To be completely honest, giving money is the easy part. The idea of cold-calling strangers in other states, even for a nonpartisan purpose such as ensuring people have the voting information they need, churns my stomach. But as I practice confronting the unwatchable and imagine what real fear feels like for way too many people in America—the fear of not having enough food to feed your family, the fear of not having health insurance during a global pandemic, the fear of losing your shelter due to unemployment, the fear of being separated from your child at the border, the fear of dying at the hands of a police officer—I soon snap out of it.
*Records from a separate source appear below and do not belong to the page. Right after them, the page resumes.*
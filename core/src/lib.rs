pub use self::cache::TemplateCache;
pub use self::config::Config;
pub use self::error::{Error, Result};
pub use self::query_builder::{
    prepare, Argument, Binder, Params, Placeholder, Prepared, SqlParams, Substitutions, Syntax, Template,
    UnusedParameters,
};

mod error;
pub mod cache;
pub mod config;
pub mod query_builder;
My "fear" is not true fear. It is merely complacency under threat, and my responsibility as an anti-racist person of faith is to push beyond my own comfort and vote, give, and act in ways that undermine structures of sin and greed, support all human rights, and create a just world for generations to come.

Rosa Parks once said, "I have learned over the years that when one's mind is made up, this diminishes fear; knowing what must be done does away with fear." My mind is made up. I know what must be done. I will run toward the fear, then through it, ideally to a future we will shape anew.

Prayer #360: Bursting

How easy bubbles are to create—a dip, a swish, a swoop—and in the air before us they suddenly float, designed specifically for a moment of fleeting delight, popped with but a poke of a fingertip.

If only we could as easily burst the bubbles we've wrapped around ourselves, iridescent orbs of willful ignorance that look light but weigh us down, circular cells designed for a lifetime of fearful protection.

Help me see my bubble for its true nature: not a window, but a wall. Then help me lift the sledgehammer against it, leaving me shattered but clear-eyed, freer to rise.